Ten years ago, Lisa and A.J. Demaree took a USB stick to Walmart to get prints of the photos they’d taken on their last vacation. They’ve been seeking justice for what happened to their family as a result for almost as long.
Because their daughters were nude in seven or eight bath-time snaps among the hundred-plus photos, an employee reported the couple to child services. Their children were removed, examined, separated from one another, and placed in emergency foster care before being entrusted to their grandparents.
The Demarees were not allowed to see their children for several days, lost custody for a month, and were placed on the sex offender registry. Lisa was suspended from work for a year; three dozen friends and family members were subjected to interviews about the suspected sexual abuse. No charges were ever filed.
The Demarees sued the social workers, as well as Walmart and the state attorney general, in federal court.
In 2014, Senior District Judge Roslyn O. Silver decided the social workers had “qualified immunity,” a legal doctrine that protects officials from liability as long as they don’t violate clearly established rights, or rights that the officials should reasonably have known about. Having found that the social workers couldn’t be sued, she decided the case in their favor without a trial by granting them summary judgment, a ruling that means the judge believed that even if the Demarees were right about everything, they still couldn’t prevail.
On Wednesday, the Ninth Circuit, which hears federal appeals from Alaska, Arizona, California, Hawaii, Idaho, Montana, Nevada, and Washington, disagreed: The Constitution protects people from unwarranted intrusions and deprivations of liberty, both of which apply in the case of parents’ custody of their children and a family’s right to be together, and the social workers should have known as much. Removing children from the home requires judicial authorization or imminent danger; the social workers neither secured authorization nor attempted to show some looming risk to the children. (As the panel notes in its per curiam, or unified, decision, the social workers didn’t prove any relevant risk.)
Viewing the facts in the light most favorable to the Demarees, the social workers did not have reasonable cause to believe the children were at risk of serious bodily harm or molestation. Pederson and Van Ness did not represent that the Demaree children might “again be beaten or molested,” if left in their home—the children were never beaten or molested in the first place. Instead, the articulated concern was that the children could be subjected to future criminal “sexual exploitation” because the parents had “tak[en] sexually explicit pictures of all three children.”

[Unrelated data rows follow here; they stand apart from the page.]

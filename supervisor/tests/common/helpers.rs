//! Test helpers and builder patterns for supervisor tests
//!
//! The builder describes each collaborator's behavior as plain values and
//! wires them into mockall mocks that also append to a shared call log, so
//! tests can assert on both what happened and in which order.

use chrono::Utc;
use std::sync::{Arc, Mutex};
use tokio::sync::{mpsc, watch};

use supervisor::error::SupervisorError;
use supervisor::services::EventLog;
use supervisor::traits::{
    MockInstanceLock, MockPidStore, MockProcessLauncher, MockProcessTerminator, MockServiceProbe,
};
use supervisor::{
    ExitInfo, HealthStatus, LaunchedService, LockAcquisition, ProcessOwnership, ShellSignal, Supervisor, SupervisorConfig,
    TerminationOutcome,
};

use super::fixtures::TestFixtures;

/// One observed interaction with a collaborator
#[derive(Debug, Clone, PartialEq, Eq)]
pub enum Call {
    AcquireLock,
    ReadPid,
    WritePid(u32),
    ClearPid,
    PortCheck,
    HealthCheck,
    Ownership(u32),
    Terminate(u32),
    Launch,
}

/// Shared, ordered record of collaborator calls
#[derive(Clone, Default)]
pub struct CallLog(Arc<Mutex<Vec<Call>>>);

impl CallLog {
    fn push(&self, call: Call) {
        self.0.lock().unwrap().push(call);
    }

    pub fn calls(&self) -> Vec<Call> {
        self.0.lock().unwrap().clone()
    }

    pub fn count(&self, call: &Call) -> usize {
        self.calls().iter().filter(|c| *c == call).count()
    }

    pub fn contains(&self, call: &Call) -> bool {
        self.count(call) > 0
    }

    /// Index of the first occurrence of `call`
    pub fn position(&self, call: &Call) -> Option<usize> {
        self.calls().iter().position(|c| c == call)
    }

    pub fn last_position(&self, call: &Call) -> Option<usize> {
        self.calls().iter().rposition(|c| c == call)
    }
}

/// Type alias for a supervisor wired entirely to mocks
pub type TestSupervisor =
    Supervisor<MockInstanceLock, MockPidStore, MockServiceProbe, MockProcessLauncher, MockProcessTerminator>;

type HealthScript = Box<dyn FnMut(u32) -> HealthStatus + Send>;

/// Everything a test needs to drive and observe one supervisor
pub struct Harness {
    pub supervisor: TestSupervisor,
    pub signals: mpsc::UnboundedReceiver<ShellSignal>,
    /// Publishes the mock backend's exit
    pub exit_tx: watch::Sender<Option<ExitInfo>>,
    pub calls: CallLog,
}

/// Builder for test supervisors with sensible defaults
///
/// By default the lock is free, there is no leftover record, the port is
/// free, the launch succeeds and the first health check answers healthy.
pub struct SupervisorBuilder {
    config: SupervisorConfig,
    lock: LockAcquisition,
    leftover: Option<u32>,
    ownership: ProcessOwnership,
    port_open: bool,
    preflight_health: HealthStatus,
    launch_fails: bool,
    health: HealthScript,
    termination: TerminationOutcome,
}

impl SupervisorBuilder {
    pub fn new() -> Self {
        Self {
            config: TestFixtures::config(),
            lock: LockAcquisition::Acquired,
            leftover: None,
            ownership: ProcessOwnership::Owned,
            port_open: false,
            preflight_health: TestFixtures::refused(),
            launch_fails: false,
            health: Box::new(|_| HealthStatus::Healthy),
            termination: TerminationOutcome::Graceful,
        }
    }

    pub fn with_lock_held_by(mut self, holder: Option<u32>) -> Self {
        self.lock = LockAcquisition::HeldBy(holder);
        self
    }

    /// A pid record left behind by an earlier run
    pub fn with_leftover(mut self, pid: u32, ownership: ProcessOwnership) -> Self {
        self.leftover = Some(pid);
        self.ownership = ownership;
        self
    }

    /// Something already listens on the port and answers health checks like this
    pub fn with_port_occupied(mut self, health: HealthStatus) -> Self {
        self.port_open = true;
        self.preflight_health = health;
        self
    }

    pub fn with_launch_failure(mut self) -> Self {
        self.launch_fails = true;
        self
    }

    /// Health answers during startup, given the 1-based attempt number
    pub fn with_health<F>(mut self, script: F) -> Self
    where
        F: FnMut(u32) -> HealthStatus + Send + 'static,
    {
        self.health = Box::new(script);
        self
    }

    pub fn with_termination(mut self, outcome: TerminationOutcome) -> Self {
        self.termination = outcome;
        self
    }

    pub fn build(self) -> Harness {
        let calls = CallLog::default();
        let (exit_tx, exit_rx) = watch::channel(None);

        let mut lock = MockInstanceLock::new();
        let log = calls.clone();
        let acquisition = self.lock;
        lock.expect_try_acquire().returning(move || {
            log.push(Call::AcquireLock);
            Ok(acquisition)
        });

        let mut store = MockPidStore::new();
        let log = calls.clone();
        let leftover = Arc::new(Mutex::new(self.leftover));
        let record = leftover.clone();
        store.expect_read().returning(move || {
            log.push(Call::ReadPid);
            *record.lock().unwrap()
        });
        let log = calls.clone();
        let record = leftover.clone();
        store.expect_write().returning(move |pid| {
            log.push(Call::WritePid(pid));
            *record.lock().unwrap() = Some(pid);
            Ok(())
        });
        let log = calls.clone();
        let record = leftover;
        store.expect_clear().returning(move || {
            log.push(Call::ClearPid);
            *record.lock().unwrap() = None;
            Ok(())
        });

        let mut probe = MockServiceProbe::new();
        let log = calls.clone();
        let port_open = self.port_open;
        probe.expect_is_port_open().returning(move |_, _, _| {
            log.push(Call::PortCheck);
            port_open
        });
        let log = calls.clone();
        let preflight = self.preflight_health;
        let mut script = self.health;
        let mut attempts = 0u32;
        probe.expect_check_health().returning(move |_, _| {
            log.push(Call::HealthCheck);
            // The preflight check only happens when the port is occupied
            if port_open {
                return preflight.clone();
            }
            attempts += 1;
            script(attempts)
        });

        let mut launcher = MockProcessLauncher::new();
        let log = calls.clone();
        let launch_fails = self.launch_fails;
        launcher.expect_launch().returning(move |spec| {
            log.push(Call::Launch);
            if launch_fails {
                return Err(SupervisorError::spawn(
                    spec.program.display().to_string(),
                    "No such file or directory (os error 2)",
                ));
            }
            Ok(LaunchedService {
                pid: TestFixtures::BACKEND_PID,
                launched_at: Utc::now(),
                exit: exit_rx.clone(),
            })
        });

        let mut terminator = MockProcessTerminator::new();
        let log = calls.clone();
        let ownership = self.ownership;
        terminator.expect_ownership().returning(move |pid| {
            log.push(Call::Ownership(pid));
            ownership
        });
        let log = calls.clone();
        let termination = self.termination;
        terminator.expect_terminate_tree().returning(move |pid, _| {
            log.push(Call::Terminate(pid));
            termination
        });

        let mut supervisor = Supervisor::new(
            self.config,
            EventLog::disabled(),
            lock,
            store,
            probe,
            launcher,
            terminator,
        );
        let signals = supervisor
            .take_shell_signals()
            .expect("fresh supervisor has its signal receiver");

        Harness {
            supervisor,
            signals,
            exit_tx,
            calls,
        }
    }
}

impl Default for SupervisorBuilder {
    fn default() -> Self {
        Self::new()
    }
}

/// Helper functions for common test operations
pub struct TestHelpers;

impl TestHelpers {
    /// Wait for the `Ready` signal, failing on anything else
    pub async fn expect_ready(signals: &mut mpsc::UnboundedReceiver<ShellSignal>) -> String {
        match signals.recv().await {
            Some(ShellSignal::Ready { url }) => url,
            other => panic!("expected Ready signal, got {other:?}"),
        }
    }

    /// Drain whatever signals were emitted so far
    pub fn drain(signals: &mut mpsc::UnboundedReceiver<ShellSignal>) -> Vec<ShellSignal> {
        let mut drained = Vec::new();
        while let Ok(signal) = signals.try_recv() {
            drained.push(signal);
        }
        drained
    }

    pub fn fatal_messages(signals: &[ShellSignal]) -> Vec<String> {
        signals
            .iter()
            .filter_map(|signal| match signal {
                ShellSignal::Fatal { message } => Some(message.clone()),
                _ => None,
            })
            .collect()
    }
}
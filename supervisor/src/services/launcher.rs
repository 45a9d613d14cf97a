//! Backend process launcher
//!
//! Resolves the server executable, spawns it in the backend source root
//! with unbuffered output, forwards its output to the event log and reports
//! its exit through a watch channel.

use async_trait::async_trait;
use chrono::Utc;
use std::path::{Path, PathBuf};
use std::process::Stdio;
use tokio::process::Command;
use tokio::sync::watch;

use crate::config::SupervisorConfig;
use crate::error::{SupervisorError, SupervisorResult};
use crate::services::event_log::EventLog;
use crate::services::output_handler;
use crate::traits::{LaunchSpec, LaunchedService, ProcessLauncher};
use crate::types::ExitInfo;
use shared::{process_debug, process_warn, ComponentId};

/// Name of the server executable when nothing more specific is found
pub const SERVER_EXECUTABLE: &str = "uvicorn";

/// ASGI application the server is pointed at
pub const APP_MODULE: &str = "app.main:app";

/// Environment override forcing the backend to flush output line by line
pub const UNBUFFERED_ENV: (&str, &str) = ("PYTHONUNBUFFERED", "1");

#[cfg(windows)]
const VENV_BIN: &[&str] = &["Scripts", "uvicorn.exe"];
#[cfg(not(windows))]
const VENV_BIN: &[&str] = &["bin", "uvicorn"];

fn venv_executable(venv: &Path) -> PathBuf {
    VENV_BIN.iter().fold(venv.to_path_buf(), |path, part| path.join(part))
}

/// Ordered list of executable locations to try
///
/// The explicit override comes first, then virtual environments next to the
/// backend sources, then an activated virtual environment.
pub fn executable_candidates(config: &SupervisorConfig, active_venv: Option<&Path>) -> Vec<PathBuf> {
    let mut candidates = Vec::new();
    if let Some(exe) = &config.backend_exe {
        candidates.push(exe.clone());
    }
    candidates.push(venv_executable(&config.backend_dir.join(".venv")));
    candidates.push(venv_executable(&config.backend_dir.join("venv")));
    if let Some(venv) = active_venv {
        candidates.push(venv_executable(venv));
    }
    candidates
}

/// Pick the executable to launch
///
/// An explicit override is used verbatim even when it does not exist, so a
/// typo surfaces as a spawn failure naming it. Otherwise the first existing
/// candidate wins, falling back to the bare name on the search path.
pub fn resolve_executable(config: &SupervisorConfig) -> PathBuf {
    if let Some(exe) = &config.backend_exe {
        return exe.clone();
    }

    let active_venv = std::env::var_os("VIRTUAL_ENV").map(PathBuf::from);
    executable_candidates(config, active_venv.as_deref())
        .into_iter()
        .find(|candidate| candidate.is_file())
        .unwrap_or_else(|| PathBuf::from(SERVER_EXECUTABLE))
}

impl LaunchSpec {
    /// The backend command line for a configuration
    pub fn for_backend(config: &SupervisorConfig) -> Self {
        let mut args = vec![
            APP_MODULE.to_string(),
            "--host".to_string(),
            config.host.clone(),
            "--port".to_string(),
            config.port.to_string(),
        ];
        if config.reload {
            args.push("--reload".to_string());
        }

        Self {
            program: resolve_executable(config),
            args,
            working_dir: config.backend_dir.clone(),
            env: vec![(UNBUFFERED_ENV.0.to_string(), UNBUFFERED_ENV.1.to_string())],
        }
    }

    /// Human-readable command line for logs
    pub fn display(&self) -> String {
        std::iter::once(self.program.display().to_string())
            .chain(self.args.iter().cloned())
            .collect::<Vec<_>>()
            .join(" ")
    }
}

/// Real launcher spawning processes with tokio
pub struct RealProcessLauncher {
    event_log: EventLog,
    source_name: String,
}

impl RealProcessLauncher {
    pub fn new(event_log: EventLog) -> Self {
        Self {
            event_log,
            source_name: ComponentId::Backend.to_string(),
        }
    }
}

#[async_trait]
impl ProcessLauncher for RealProcessLauncher {
    async fn launch(&self, spec: &LaunchSpec) -> SupervisorResult<LaunchedService> {
        let program = spec.program.display().to_string();

        if !spec.working_dir.is_dir() {
            return Err(SupervisorError::spawn(
                program,
                format!("working directory {} does not exist", spec.working_dir.display()),
            ));
        }

        let mut cmd = Command::new(&spec.program);
        cmd.args(&spec.args)
            .current_dir(&spec.working_dir)
            .envs(spec.env.iter().map(|(key, value)| (key.as_str(), value.as_str())))
            .stdin(Stdio::null())
            .stdout(Stdio::piped())
            .stderr(Stdio::piped())
            .kill_on_drop(false);

        // Own process group, so the whole tree can be signalled at once
        #[cfg(unix)]
        cmd.process_group(0);

        let mut child = cmd.spawn().map_err(|e| SupervisorError::spawn(program.clone(), e))?;
        let pid = child
            .id()
            .ok_or_else(|| SupervisorError::spawn(program.clone(), "process exited before its pid was known"))?;

        output_handler::spawn_output_forwarders(&mut child, &self.source_name, &self.event_log);

        let (exit_tx, exit_rx) = watch::channel(None);
        let event_log = self.event_log.clone();
        tokio::spawn(async move {
            let exit = match child.wait().await {
                Ok(status) => ExitInfo::from_status(status),
                Err(e) => {
                    process_warn!(ComponentId::current(), "⚠️ Lost track of backend pid {}: {}", pid, e);
                    ExitInfo { code: None, signal: None }
                }
            };
            event_log.record(format!("backend pid {pid} exited ({exit})"));
            let _ = exit_tx.send(Some(exit));
        });

        process_debug!(ComponentId::current(), "🚀 Spawned backend (PID: {}): {}", pid, spec.display());
        self.event_log.record(format!("launched backend pid {pid}: {}", spec.display()));

        Ok(LaunchedService {
            pid,
            launched_at: Utc::now(),
            exit: exit_rx,
        })
    }
}
//! Shared error types for the geo-ads desktop workspace

use thiserror::Error;

#[derive(Error, Debug)]
pub enum SharedError {
    #[error("Invalid configuration: {field} = {value}")]
    InvalidConfig { field: String, value: String },
}

impl SharedError {
    pub fn invalid_config(field: impl Into<String>, value: impl ToString) -> Self {
        Self::InvalidConfig {
            field: field.into(),
            value: value.to_string(),
        }
    }
}

//! Tests for the liveness probe and port check against real sockets

use axum::http::StatusCode;
use axum::routing::get;
use axum::{Json, Router};
use serde_json::json;
use std::net::SocketAddr;
use std::time::{Duration, Instant};
use tokio::net::TcpListener;

use crate::services::probe::RealServiceProbe;
use crate::services::tests::common::with_timeout;
use crate::traits::ServiceProbe;
use crate::types::HealthStatus;

const PROBE_TIMEOUT: Duration = Duration::from_millis(500);

/// Serve `app` on an ephemeral loopback port
async fn serve(app: Router) -> SocketAddr {
    let listener = TcpListener::bind("127.0.0.1:0").await.unwrap();
    let addr = listener.local_addr().unwrap();
    tokio::spawn(async move {
        axum::serve(listener, app).await.unwrap();
    });
    addr
}

/// A port that nothing listens on
async fn closed_port() -> SocketAddr {
    let listener = TcpListener::bind("127.0.0.1:0").await.unwrap();
    let addr = listener.local_addr().unwrap();
    drop(listener);
    addr
}

#[tokio::test]
async fn test_healthy_backend() {
    let app = Router::new().route("/health", get(|| async { Json(json!({ "status": "ok" })) }));
    let addr = serve(app).await;
    let probe = RealServiceProbe::new();

    let status = with_timeout(probe.check_health(&format!("http://{addr}/health"), PROBE_TIMEOUT)).await;

    assert_eq!(status, HealthStatus::Healthy);
    assert!(probe.is_port_open("127.0.0.1", addr.port(), PROBE_TIMEOUT).await);
}

#[tokio::test]
async fn test_error_status_is_unhealthy_not_unreachable() {
    let app = Router::new().route("/health", get(|| async { StatusCode::SERVICE_UNAVAILABLE }));
    let addr = serve(app).await;
    let probe = RealServiceProbe::new();

    let status = with_timeout(probe.check_health(&format!("http://{addr}/health"), PROBE_TIMEOUT)).await;

    assert_eq!(status, HealthStatus::Unhealthy { http_status: 503 });
}

#[tokio::test]
async fn test_missing_route_is_unhealthy() {
    let addr = serve(Router::new()).await;
    let probe = RealServiceProbe::new();

    let status = with_timeout(probe.check_health(&format!("http://{addr}/health"), PROBE_TIMEOUT)).await;

    assert_eq!(status, HealthStatus::Unhealthy { http_status: 404 });
}

#[tokio::test]
async fn test_closed_port_is_unreachable() {
    let addr = closed_port().await;
    let probe = RealServiceProbe::new();

    let status = with_timeout(probe.check_health(&format!("http://{addr}/health"), PROBE_TIMEOUT)).await;

    assert!(matches!(status, HealthStatus::Unreachable { .. }), "got {status:?}");
    assert!(!probe.is_port_open("127.0.0.1", addr.port(), PROBE_TIMEOUT).await);
}

#[tokio::test]
async fn test_silent_listener_times_out() {
    let listener = TcpListener::bind("127.0.0.1:0").await.unwrap();
    let addr = listener.local_addr().unwrap();
    // Accept connections and never answer
    tokio::spawn(async move {
        let mut held = Vec::new();
        while let Ok((socket, _)) = listener.accept().await {
            held.push(socket);
        }
    });
    let probe = RealServiceProbe::new();

    let started = Instant::now();
    let status = probe
        .check_health(&format!("http://{addr}/health"), Duration::from_millis(200))
        .await;

    assert!(matches!(status, HealthStatus::Unreachable { .. }), "got {status:?}");
    assert!(started.elapsed() < Duration::from_secs(2));
    // The port itself is open, which is what makes this an unknown conflict
    assert!(probe.is_port_open("127.0.0.1", addr.port(), PROBE_TIMEOUT).await);
}
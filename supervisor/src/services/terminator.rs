//! Process tree terminator
//!
//! Two sequential timeout-bound phases: a graceful signal to the whole tree
//! with a wait of up to the caller's timeout, then a forceful kill of the
//! (re-discovered) tree with a short settle wait. Both phases swallow
//! "no such process".

use async_trait::async_trait;
use std::time::Duration;
use tokio::time::sleep;

use crate::services::launcher::{APP_MODULE, SERVER_EXECUTABLE};
use crate::services::process_tree;
use crate::traits::{LaunchSpec, ProcessTerminator};
use crate::types::{ProcessOwnership, TerminationOutcome};
use shared::{process_debug, process_info, process_warn, ComponentId};

#[derive(Debug, Clone, Copy, PartialEq, Eq)]
enum Severity {
    Graceful,
    Forceful,
}

/// Real terminator using process groups and per-process signals
pub struct RealProcessTerminator {
    /// Lowercased substrings identifying the backend in a command line
    service_markers: Vec<String>,
    poll_interval: Duration,
    kill_settle: Duration,
}

impl RealProcessTerminator {
    pub fn new(service_markers: Vec<String>) -> Self {
        Self {
            service_markers: service_markers.into_iter().map(|m| m.to_lowercase()).collect(),
            poll_interval: Duration::from_millis(50),
            kill_settle: Duration::from_millis(500),
        }
    }

    /// Markers derived from the backend command line
    pub fn for_backend(spec: &LaunchSpec) -> Self {
        let mut markers = vec![SERVER_EXECUTABLE.to_string(), APP_MODULE.to_string()];
        if let Some(name) = spec.program.file_stem() {
            markers.push(name.to_string_lossy().into_owned());
        }
        Self::new(markers)
    }

    /// Wait until the known tree and the backend's process group are empty
    async fn wait_for_exit(&self, leader: u32, tree: &[u32], timeout: Duration) -> bool {
        let all_gone = async {
            while tree.iter().any(|pid| process_tree::is_alive(*pid)) || process_tree::group_alive(leader) {
                sleep(self.poll_interval).await;
            }
        };
        tokio::time::timeout(timeout, all_gone).await.is_ok()
    }
}

#[cfg(unix)]
fn send_signal(root: u32, tree: &[u32], severity: Severity) {
    use nix::errno::Errno;
    use nix::sys::signal::{kill, killpg, Signal};
    use nix::unistd::Pid;

    let signal = match severity {
        Severity::Graceful => Signal::SIGTERM,
        Severity::Forceful => Signal::SIGKILL,
    };

    // The backend leads its own process group; ESRCH just means it doesn't
    match killpg(Pid::from_raw(root as i32), signal) {
        Ok(()) | Err(Errno::ESRCH) => {}
        Err(e) => {
            process_debug!(ComponentId::current(), "killpg({}, {}) failed: {}", root, signal, e);
        }
    }

    for &pid in tree {
        match kill(Pid::from_raw(pid as i32), signal) {
            Ok(()) | Err(Errno::ESRCH) => {}
            Err(e) => {
                process_warn!(ComponentId::current(), "⚠️ Could not send {} to pid {}: {}", signal, pid, e);
            }
        }
    }
}

#[cfg(not(unix))]
fn send_signal(_root: u32, tree: &[u32], severity: Severity) {
    use sysinfo::{Pid, Signal, System};

    let mut system = System::new();
    system.refresh_processes();
    for &pid in tree {
        if let Some(process) = system.process(Pid::from_u32(pid)) {
            let delivered = match severity {
                Severity::Graceful => process.kill_with(Signal::Term).unwrap_or(false),
                Severity::Forceful => false,
            };
            if !delivered {
                process.kill();
            }
        }
    }
}

#[async_trait]
impl ProcessTerminator for RealProcessTerminator {
    async fn ownership(&self, pid: u32) -> ProcessOwnership {
        if !process_tree::is_signallable(pid) {
            return ProcessOwnership::Foreign;
        }
        if !process_tree::is_alive(pid) {
            return ProcessOwnership::Gone;
        }

        match process_tree::describe(pid) {
            Some(description) if self.service_markers.iter().any(|m| description.contains(m)) => {
                ProcessOwnership::Owned
            }
            Some(description) => {
                process_debug!(ComponentId::current(), "pid {} does not look like the backend: {}", pid, description);
                ProcessOwnership::Foreign
            }
            None => ProcessOwnership::Gone,
        }
    }

    async fn terminate_tree(&self, pid: u32, timeout: Duration) -> TerminationOutcome {
        if !process_tree::is_signallable(pid) {
            process_warn!(ComponentId::current(), "⚠️ Refusing to signal pid {}", pid);
            return TerminationOutcome::NotRunning;
        }

        let leader_alive = process_tree::is_alive(pid);
        let orphaned_group = !leader_alive && process_tree::group_alive(pid);
        if !leader_alive && !orphaned_group {
            process_debug!(ComponentId::current(), "pid {} is not running", pid);
            return TerminationOutcome::NotRunning;
        }

        let tree = if leader_alive { process_tree::collect_tree(pid) } else { Vec::new() };
        process_debug!(ComponentId::current(), "🛑 Sending graceful stop to group {} and tree {:?}", pid, tree);
        send_signal(pid, &tree, Severity::Graceful);

        if self.wait_for_exit(pid, &tree, timeout).await {
            process_info!(ComponentId::current(), "🛑 Backend tree rooted at {} stopped gracefully", pid);
            return TerminationOutcome::Graceful;
        }

        // Pick up anything forked while we were waiting
        let mut survivors = tree;
        for late in process_tree::collect_tree(pid) {
            if !survivors.contains(&late) {
                survivors.push(late);
            }
        }

        process_warn!(
            ComponentId::current(),
            "🔨 Backend tree rooted at {} ignored graceful stop for {:?}, force killing {:?}",
            pid,
            timeout,
            survivors
        );
        send_signal(pid, &survivors, Severity::Forceful);

        if !self.wait_for_exit(pid, &survivors, self.kill_settle).await {
            process_warn!(ComponentId::current(), "⚠️ Some of {:?} still alive after force kill", survivors);
        }
        TerminationOutcome::Forced
    }
}

#[cfg(test)]
mod tests {
    use super::*;
    use std::path::PathBuf;

    #[test]
    fn test_backend_markers_come_from_the_command_line() {
        let spec = LaunchSpec {
            program: PathBuf::from("/srv/backend/.venv/bin/uvicorn"),
            args: vec![APP_MODULE.to_string()],
            working_dir: PathBuf::from("/srv/backend"),
            env: Vec::new(),
        };

        let terminator = RealProcessTerminator::for_backend(&spec);

        assert!(terminator.service_markers.contains(&APP_MODULE.to_string()));
        assert!(terminator.service_markers.contains(&SERVER_EXECUTABLE.to_string()));
        // Any interpreter could reuse the pid, so a bare "python" proves nothing
        assert!(!terminator.service_markers.iter().any(|m| m == "python"));
    }
}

It is helpful to identify what this stated risk did not include. The risk identified by the defendants did not include taking photos of a nude child in an exploitative situation and distributing them, because there was no allegation or indication that A.J. and Lisa had distributed, or were likely in the future to distribute, nude pictures of their children to anyone. Nor did the identified risk include taking photos of a nude child engaging in sexual conduct, because there was no allegation A.J. and Lisa had ever taken, or were likely to take, photos of their children engaging in sexual conduct. And the risk was not that the Demarees would see their own children, ages five, four, and one-and-a-half, nude, including their genitalia, as caring for children of those ages necessitates doing so.
Now, the Demarees’ case will be sent back to the district court for proceedings consistent with the appellate court’s opinion—aka a real trial, potentially resulting in justice for the family.